Further SAR studies of piperidine-based analogues of cocaine. 2. Potent dopamine and serotonin reuptake inhibitors
Tamiz AP, Zhang J, Flippen-Anderson JL, Zhang M,
Johnson KM, Deschaux O, Tella S, Kozikowski AP
Drug Discovery Program,
Institute of Cognitive and Computational Science,
Georgetown University Medical Center,
3970 Reservoir Road, NW,
DC 20007-2197, USA.
J Med Chem 2000 Mar 23; 43(6):1215-22


The synthesis and monoamine transporter activity of additional members of a series of 3,4-disubstituted piperidines (truncated analogues of the WIN series) are described. All members of this series were prepared from arecoline hydrobromide in optically pure form and were evaluated for their ability to inhibit high affinity uptake of dopamine (DA), serotonin (5-HT) and norepinephrine (NE) into rat brain nerve endings (synaptosomes). Most of the compounds prepared in this series are reasonably potent DAT inhibitors (K(i) values of 4-400 nM) and have selectivity for the 5-HT transporter relative to both the NE transporter (3-9-fold) and to the DAT ( approximately 25-fold). In the present series, (-)-methyl 1-methyl-4beta-(2-naphthyl)piperidine-3beta-carboxylate (6) was found to be the most potent piperidine-based ligand, exhibiting K(i)'s of 21 nM and 7.6 nM at the DAT and 5-HTT, respectively. While the 5-HTT activity of compound 6 is comparable to that of the antidepressant medication fluoxetine, it is less selective.
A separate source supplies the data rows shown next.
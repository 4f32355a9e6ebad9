// Upstream module - signed calls to the AI search service

pub mod client;
pub mod signer;
use crate::error::{ProxyError, ProxyResult};
use crate::proxy::{ProxyConfig, SessionManager, Translator, UpstreamClient};
use axum::{
    extract::DefaultBodyLimit,
    http::StatusCode,
    response::{IntoResponse, Json, Response},
    routing::{get, post},
    Router,
};
use std::net::SocketAddr;
use std::sync::Arc;
use tokio::sync::oneshot;
use tower_http::trace::TraceLayer;
use tracing::{debug, error};

/// Axum application state
#[derive(Clone)]
pub struct AppState {
    pub translator: Arc<Translator>,
    pub config: Arc<ProxyConfig>,
}

impl AppState {
    /// Wire session store, upstream client and translator from one config.
    pub fn from_config(config: ProxyConfig) -> ProxyResult<Self> {
        let sessions = Arc::new(SessionManager::new(config.max_conversation_count));
        let upstream = Arc::new(UpstreamClient::new(&config)?);
        let translator = Arc::new(Translator::new(&config, sessions, upstream));
        Ok(Self {
            translator,
            config: Arc::new(config),
        })
    }
}

/// Routes plus middleware stack, without binding a socket.
pub fn build_router(state: AppState) -> Router {
    use crate::proxy::handlers;

    Router::new()
        .route("/v1/models", get(handlers::openai::handle_list_models))
        .route(
            "/v1/chat/completions",
            post(handlers::openai::handle_chat_completions),
        )
        .route("/healthz", get(health_check_handler))
        .fallback(not_found_handler)
        .layer(DefaultBodyLimit::max(10 * 1024 * 1024))
        .layer(TraceLayer::new_for_http())
        .layer(axum::middleware::from_fn_with_state(
            state.clone(),
            crate::proxy::middleware::auth_middleware,
        ))
        .layer(crate::proxy::middleware::cors_layer())
        .with_state(state)
}

/// Axum server instance
pub struct AxumServer {
    shutdown_tx: Option<oneshot::Sender<()>>,
    local_addr: SocketAddr,
}

impl AxumServer {
    /// Start Axum server
    pub async fn start(config: ProxyConfig) -> ProxyResult<(Self, tokio::task::JoinHandle<()>)> {
        let addr = format!("{}:{}", config.get_bind_address(), config.port);
        let state = AppState::from_config(config)?;
        let app = build_router(state);

        let listener = tokio::net::TcpListener::bind(&addr)
            .await
            .map_err(|e| ProxyError::Config(format!("Failed to bind address {}: {}", addr, e)))?;
        let local_addr = listener.local_addr()?;

        tracing::info!("Reverse proxy server started at http://{}", local_addr);

        let (shutdown_tx, mut shutdown_rx) = oneshot::channel::<()>();

        let server_instance = Self {
            shutdown_tx: Some(shutdown_tx),
            local_addr,
        };

        let handle = tokio::spawn(async move {
            use hyper::server::conn::http1;
            use hyper_util::rt::TokioIo;
            use hyper_util::service::TowerToHyperService;

            loop {
                tokio::select! {
                    res = listener.accept() => {
                        match res {
                            Ok((stream, _)) => {
                                let io = TokioIo::new(stream);
                                let service = TowerToHyperService::new(app.clone());

                                tokio::task::spawn(async move {
                                    if let Err(err) = http1::Builder::new()
                                        .serve_connection(io, service)
                                        .await
                                    {
                                        debug!("Connection handling finished or errored: {:?}", err);
                                    }
                                });
                            }
                            Err(e) => {
                                error!("Failed to accept connection: {:?}", e);
                            }
                        }
                    }
                    _ = &mut shutdown_rx => {
                        tracing::info!("Reverse proxy server stopped listening");
                        break;
                    }
                }
            }
        });

        Ok((server_instance, handle))
    }

    pub fn local_addr(&self) -> SocketAddr {
        self.local_addr
    }

    /// Stop server
    pub fn stop(mut self) {
        if let Some(tx) = self.shutdown_tx.take() {
            let _ = tx.send(());
        }
    }
}

/// Health check handler
async fn health_check_handler() -> Response {
    Json(serde_json::json!({
        "status": "ok"
    }))
    .into_response()
}

async fn not_found_handler() -> Response {
    (StatusCode::NOT_FOUND, "Not Found").into_response()
}
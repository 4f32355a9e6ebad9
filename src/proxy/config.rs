use serde::{Deserialize, Serialize};

/// 反代服务配置
#[derive(Debug, Clone, Serialize, Deserialize)]
#[serde(default)]
pub struct ProxyConfig {
    /// 是否允许局域网访问
    /// - false: 仅本机访问 127.0.0.1（默认，隐私优先）
    /// - true: 允许局域网访问 0.0.0.0
    pub allow_lan_access: bool,

    /// 监听端口
    pub port: u16,

    /// API 密钥 (客户端 Bearer Token)
    pub api_key: String,

    /// 上游 API 地址
    pub api_domain: String,

    /// 创建会话 / 建立连接的超时时间(秒)
    pub request_timeout: u64,

    /// 上游流两次读取之间的最长等待(秒)
    pub idle_read_timeout: u64,

    /// 每个 deviceId 最多服务的请求数，达到后轮换
    pub max_conversation_count: u32,

    /// 是否在同一 deviceId 周期内复用会话 ID
    pub reuse_conversation: bool,

    /// 翻译器输出通道容量
    pub channel_capacity: usize,

    /// 上游代理配置
    pub upstream_proxy: UpstreamProxyConfig,
}

/// 上游代理配置
#[derive(Debug, Clone, Serialize, Deserialize, Default)]
pub struct UpstreamProxyConfig {
    /// 是否启用
    pub enabled: bool,
    /// 代理地址 (http://, https://, socks5://)
    pub url: String,
}

pub const DEFAULT_API_DOMAIN: &str = "https://ai-api.dangbei.net";

impl Default for ProxyConfig {
    fn default() -> Self {
        Self {
            allow_lan_access: false, // 默认仅本机访问，隐私优先
            port: 8045,
            api_key: format!("sk-{}", uuid::Uuid::new_v4().simple()),
            api_domain: DEFAULT_API_DOMAIN.to_string(),
            request_timeout: 120,
            idle_read_timeout: 60,
            max_conversation_count: 50,
            reuse_conversation: false,
            channel_capacity: 64,
            upstream_proxy: UpstreamProxyConfig::default(),
        }
    }
}

impl ProxyConfig {
    /// 获取实际的监听地址
    /// - allow_lan_access = false: 返回 "127.0.0.1"（默认，隐私优先）
    /// - allow_lan_access = true: 返回 "0.0.0.0"（允许局域网访问）
    pub fn get_bind_address(&self) -> &str {
        if self.allow_lan_access {
            "0.0.0.0"
        } else {
            "127.0.0.1"
        }
    }

    pub fn api_domain_trimmed(&self) -> &str {
        self.api_domain.trim_end_matches('/')
    }
}
// OpenAI request -> AI search chat payload

use super::models::{ChatPayload, BOT_CODE};
use crate::error::{ProxyError, ProxyResult};
use crate::proxy::mappers::openai::OpenAIMessage;

/// 支持的模型列表
pub const SUPPORTED_MODELS: [&str; 8] = [
    "deepseek-v3",
    "deepseek-v3-search",
    "deepseek-r1",
    "deepseek-r1-search",
    "doubao",
    "doubao-search",
    "qwen",
    "qwen-search",
];

/// Upstream model plus the actions implied by the public model name.
#[derive(Debug, Clone, PartialEq, Eq)]
pub struct ModelRoute {
    pub transport_model: String,
    pub user_action: String,
}

pub fn validate_model(model: &str) -> ProxyResult<()> {
    if SUPPORTED_MODELS.contains(&model) {
        Ok(())
    } else {
        Err(ProxyError::UnsupportedModel(model.to_string()))
    }
}

/// `deepseek-r1-search` -> model `deepseek`, action `deep,online`
pub fn resolve_model_route(model: &str) -> ModelRoute {
    let mut segments = model.split('-');
    let transport_model = segments.next().unwrap_or_default().to_string();

    let mut actions = Vec::new();
    if segments.next().is_some_and(|s| s.starts_with("r1")) {
        actions.push("deep");
    }
    if model.ends_with("-search") {
        actions.push("online");
    }

    ModelRoute {
        transport_model,
        user_action: actions.join(","),
    }
}

/// Fold the message list into one prompt with optional `[System Prompt]`,
/// `[Chat History]` and a `[Question]` section.
pub fn build_full_prompt(messages: &[OpenAIMessage]) -> String {
    if messages.is_empty() {
        return String::new();
    }

    let mut system_prompt = String::new();
    let mut history: Vec<String> = Vec::new();
    let mut last_user_message = String::new();

    for msg in messages {
        match msg.role.as_str() {
            "system" if system_prompt.is_empty() => system_prompt = msg.text(),
            "user" => {
                let text = msg.text();
                history.push(format!("user: {}", text));
                last_user_message = text;
            }
            "assistant" => history.push(format!("assistant: {}", msg.text())),
            _ => {}
        }
    }

    let mut parts = Vec::new();
    if !system_prompt.is_empty() {
        parts.push(format!("[System Prompt]\n{}", system_prompt));
    }
    if history.len() > 1 {
        parts.push(format!(
            "[Chat History]\n{}",
            history[..history.len() - 1].join("\n")
        ));
    }
    parts.push(format!("[Question]\n{}", last_user_message));

    parts.join("\n\n")
}

pub fn build_chat_payload(
    route: &ModelRoute,
    conversation_id: &str,
    messages: &[OpenAIMessage],
) -> ChatPayload {
    ChatPayload {
        stream: true,
        bot_code: BOT_CODE,
        user_action: route.user_action.clone(),
        model: route.transport_model.clone(),
        conversation_id: conversation_id.to_string(),
        question: build_full_prompt(messages),
    }
}
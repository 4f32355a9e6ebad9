// Middleware module - Axum middleware

pub mod auth;
pub mod cors;

pub use auth::auth_middleware;
pub use cors::cors_layer;
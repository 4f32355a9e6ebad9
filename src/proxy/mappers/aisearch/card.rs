// Card payload -> Markdown
// Cards are buffered by the translator and appended once the stream ends

use once_cell::sync::Lazy;
use regex::Regex;

use super::models::{CardContent, SearchResult, value_to_plain};
use crate::error::{ProxyError, ProxyResult};

const SEARCH_KEYWORDS_TAG: &str = "2001";
const SEARCH_RESULTS_TAG: &str = "2002";

/// Prompt section headers and role labels echoed back by the upstream search
/// planner. Only the first occurrence in each keyword is removed.
static KEYWORD_NOISE: Lazy<Regex> = Lazy::new(|| {
    Regex::new(r"(\[(Question|System Prompt|Chat History)\]\n|(user|assistant):)")
        .expect("static keyword pattern")
});

/// Parse a raw `card` content string and render it.
pub fn render_card(raw: &str) -> ProxyResult<String> {
    let card: CardContent =
        serde_json::from_str(raw).map_err(|e| ProxyError::UpstreamParse(e.to_string()))?;
    format_card(&card)
}

pub fn format_card(card: &CardContent) -> ProxyResult<String> {
    let items = &card.card_info.card_items;
    let mut markdown = String::from("\n\n---\n\n");

    if let Some(item) = items.iter().find(|i| i.tag() == SEARCH_KEYWORDS_TAG) {
        let raw_keywords: Vec<String> = serde_json::from_str(&item.content)
            .map_err(|e| ProxyError::UpstreamParse(e.to_string()))?;
        let keywords = clean_keywords(&raw_keywords);
        if !keywords.is_empty() {
            markdown.push_str(&format!("Search keywords: {}。", keywords.join("; ")));
        }
    }

    if let Some(item) = items.iter().find(|i| i.tag() == SEARCH_RESULTS_TAG) {
        let results: Vec<SearchResult> = serde_json::from_str(&item.content)
            .map_err(|e| ProxyError::UpstreamParse(e.to_string()))?;
        markdown.push_str(&format!("Found {} search results:\n", results.len()));
        for r in &results {
            markdown.push_str(&format!(
                "[{}] [{}]({})  Source: {}\n",
                value_to_plain(&r.id_index),
                value_to_plain(&r.name),
                value_to_plain(&r.url),
                value_to_plain(&r.site_name)
            ));
        }
    }

    Ok(markdown)
}

fn clean_keywords(raw: &[String]) -> Vec<String> {
    raw.iter()
        .map(|k| KEYWORD_NOISE.replace(k, "").into_owned())
        .filter(|k| !k.trim().is_empty())
        .collect()
}
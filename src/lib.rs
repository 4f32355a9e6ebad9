pub mod error;
pub mod modules;
pub mod proxy; // Proxy service module

use std::path::PathBuf;

use anyhow::Context;
use clap::Parser;
use tracing::info;

use modules::logger;
use proxy::{AxumServer, ProxyConfig};

/// OpenAI-compatible gateway in front of the AI search chat service
#[derive(Debug, Parser)]
#[command(name = "aisearch-proxy", version, about)]
pub struct Cli {
    /// Listen port (overrides the config file)
    #[arg(long)]
    pub port: Option<u16>,

    /// Listen on 0.0.0.0 instead of 127.0.0.1
    #[arg(long)]
    pub host_lan: bool,

    /// Config file path (default: ~/.aisearch_proxy/config.json)
    #[arg(long)]
    pub config: Option<PathBuf>,

    /// Bearer token clients must present
    #[arg(long, env = "AISEARCH_PROXY_API_KEY")]
    pub api_key: Option<String>,
}

impl Cli {
    /// Command-line values win over the file.
    pub fn apply(&self, config: &mut ProxyConfig) {
        if let Some(port) = self.port {
            config.port = port;
        }
        if self.host_lan {
            config.allow_lan_access = true;
        }
        if let Some(key) = self.api_key.as_ref().filter(|k| !k.is_empty()) {
            config.api_key = key.clone();
        }
    }
}

pub async fn run(cli: Cli) -> anyhow::Result<()> {
    let data_dir = modules::get_data_dir().ok();
    logger::init_logger(data_dir.as_deref());

    let config_path = match &cli.config {
        Some(path) => path.clone(),
        None => modules::default_config_path().map_err(anyhow::Error::msg)?,
    };
    let mut config = modules::load_app_config(&config_path)
        .map_err(anyhow::Error::msg)
        .with_context(|| format!("loading {}", config_path.display()))?;
    cli.apply(&mut config);

    info!(
        config = %config_path.display(),
        upstream = %config.api_domain_trimmed(),
        max_conversation_count = config.max_conversation_count,
        "Starting proxy service"
    );

    let (server, handle) = AxumServer::start(config)
        .await
        .context("failed to start proxy server")?;

    tokio::signal::ctrl_c()
        .await
        .context("failed to listen for shutdown signal")?;
    info!("Shutdown signal received");

    server.stop();
    let _ = handle.await;
    Ok(())
}
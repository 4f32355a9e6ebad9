// Handlers module - API endpoint handlers

pub mod openai;
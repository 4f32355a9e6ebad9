// proxy module - OpenAI-compatible reverse proxy for the AI search service

pub mod config;
pub mod server;
pub mod session_manager;
pub mod translator;

pub mod handlers; // API endpoint handlers
pub mod mappers; // Protocol mappers
pub mod middleware; // Axum middleware
pub mod upstream; // Upstream client

pub use config::ProxyConfig;
pub use server::{build_router, AppState, AxumServer};
pub use session_manager::SessionManager;
pub use translator::Translator;
pub use upstream::client::UpstreamClient;
//! Component resolution - turning references into registered factories
//!
//! A reference is either a manifest file (scanned for the first declaration
//! satisfying the requested role) or a dotted identifier looked up directly
//! in the registry. Resolution is eager: every error here surfaces before
//! anything is instantiated.

use std::path::{Path, PathBuf};

use tracing::debug;

use crate::error::{AgentryError, Result};
use crate::manifest;
use crate::registry::{
    AgentFactory, EnvironmentFactory, PolicyFactory, Registry, TrainerFactory,
};
use crate::roles::Role;
use crate::strategy::RunContext;

/// Recognized manifest extension
pub const SOURCE_EXT: &str = "rs";

/// A resolvable pointer to a role implementation
#[derive(Debug, Clone, PartialEq, Eq)]
pub enum ComponentRef {
    /// A manifest file; resolves to its first declaration for the role
    File(PathBuf),
    /// A dotted identifier such as `environment.Corridor`
    Module(String),
}

impl ComponentRef {
    /// Classify a free-form token: an existing file (relative tokens are
    /// resolved against the context's workdir) or a dotted identifier
    pub fn parse(ctx: &RunContext, token: &str) -> Self {
        let path = ctx.resolve_path(token);
        if path.is_file() {
            ComponentRef::File(path)
        } else {
            ComponentRef::Module(token.to_string())
        }
    }

    /// Resolve this reference for `role`, returning the registry identifier
    pub fn resolve(&self, registry: &Registry, role: Role) -> Result<String> {
        match self {
            ComponentRef::File(path) => resolve_from_file(registry, path, role),
            ComponentRef::Module(dotted) => resolve_from_module(registry, dotted, role),
        }
    }
}

impl std::fmt::Display for ComponentRef {
    fn fmt(&self, f: &mut std::fmt::Formatter<'_>) -> std::fmt::Result {
        match self {
            ComponentRef::File(path) => write!(f, "{}", path.display()),
            ComponentRef::Module(dotted) => write!(f, "{dotted}"),
        }
    }
}

/// Resolve the first declaration in a manifest file that satisfies `role`.
///
/// Definition order in the file decides between several candidates for the
/// same role; extras are not an error.
pub fn resolve_from_file(registry: &Registry, path: &Path, role: Role) -> Result<String> {
    if !path.is_file() {
        return Err(AgentryError::InvalidReference {
            reference: path.display().to_string(),
            reason: "no such file".to_string(),
        });
    }
    if path.extension().and_then(|e| e.to_str()) != Some(SOURCE_EXT) {
        return Err(AgentryError::InvalidReference {
            reference: path.display().to_string(),
            reason: format!("manifest files must have the .{SOURCE_EXT} extension"),
        });
    }

    let decls = manifest::scan_file(path)?;
    let decl = decls
        .into_iter()
        .find(|d| d.role == role)
        .ok_or_else(|| AgentryError::RoleNotFound {
            role,
            path: path.to_path_buf(),
        })?;

    debug!(%role, type_name = %decl.type_name, line = decl.line, "selected first matching declaration");

    let id = registry
        .find_by_type_name(role, &decl.type_name)
        .ok_or_else(|| AgentryError::Unresolved {
            id: decl.type_name.clone(),
            role,
            reason: format!(
                "declared in {} but no such {role} is registered",
                path.display()
            ),
        })?;
    Ok(id.to_string())
}

/// Resolve a dotted identifier directly against the registry
pub fn resolve_from_module(registry: &Registry, dotted: &str, role: Role) -> Result<String> {
    if dotted.is_empty() {
        return Err(AgentryError::InvalidReference {
            reference: dotted.to_string(),
            reason: "empty component reference".to_string(),
        });
    }
    if registry.contains(role, dotted) {
        Ok(dotted.to_string())
    } else {
        Err(AgentryError::Unresolved {
            id: dotted.to_string(),
            role,
            reason: format!("no registered {role} under this identifier"),
        })
    }
}

/// The four factories an assembled agent is built from
pub struct ResolvedComponents<'r> {
    pub agent: &'r dyn AgentFactory,
    pub environment: &'r dyn EnvironmentFactory,
    pub policy: &'r dyn PolicyFactory,
    pub trainer: &'r dyn TrainerFactory,
}

impl<'r> ResolvedComponents<'r> {
    /// Look up all four identifiers in the registry.
    ///
    /// The identifiers must already be resolved; missing entries mean the
    /// registry changed underneath us and are reported as unresolved.
    pub fn from_ids(
        registry: &'r Registry,
        agent: &str,
        environment: &str,
        policy: &str,
        trainer: &str,
    ) -> Result<Self> {
        let missing = |id: &str, role: Role| AgentryError::Unresolved {
            id: id.to_string(),
            role,
            reason: format!("no registered {role} under this identifier"),
        };
        Ok(Self {
            agent: registry
                .agent(agent)
                .ok_or_else(|| missing(agent, Role::Agent))?,
            environment: registry
                .environment(environment)
                .ok_or_else(|| missing(environment, Role::Environment))?,
            policy: registry
                .policy(policy)
                .ok_or_else(|| missing(policy, Role::Policy))?,
            trainer: registry
                .trainer(trainer)
                .ok_or_else(|| missing(trainer, Role::Trainer))?,
        })
    }
}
As is apparent from the data presented, the naphthyl substituted piperidines 6-9, which differ in their stereochemistry, show different degrees of selectivity for the three transporters. Consistent with results reported in the literature for the tropane analogues, removal of the methyl group from the nitrogen atom of 9 leads to a further enhancement in 5-HTT activity. To examine the in vivo effects of these piperidines, preliminary behavioral screening was carried out on piperidine 14. Despite its 2.5-fold greater DAT activity compared to cocaine, piperidine 14 was found to be about 2. 5-fold less potent in increasing distance traveled in mice. However, consistent with its DAT activity, piperidine 14 was found to be about 2.5-fold more potent than cocaine in enhancing stereotypic movements. Further studies of these piperidine-based ligands may provide valuable insights into the pharmacological mechanisms underlying the enhancement in distance traveled versus stereotypic movements. The present results have important implications for better understanding the structural motifs required in the design of agents with specific potency and selectivity at monoamine transporters.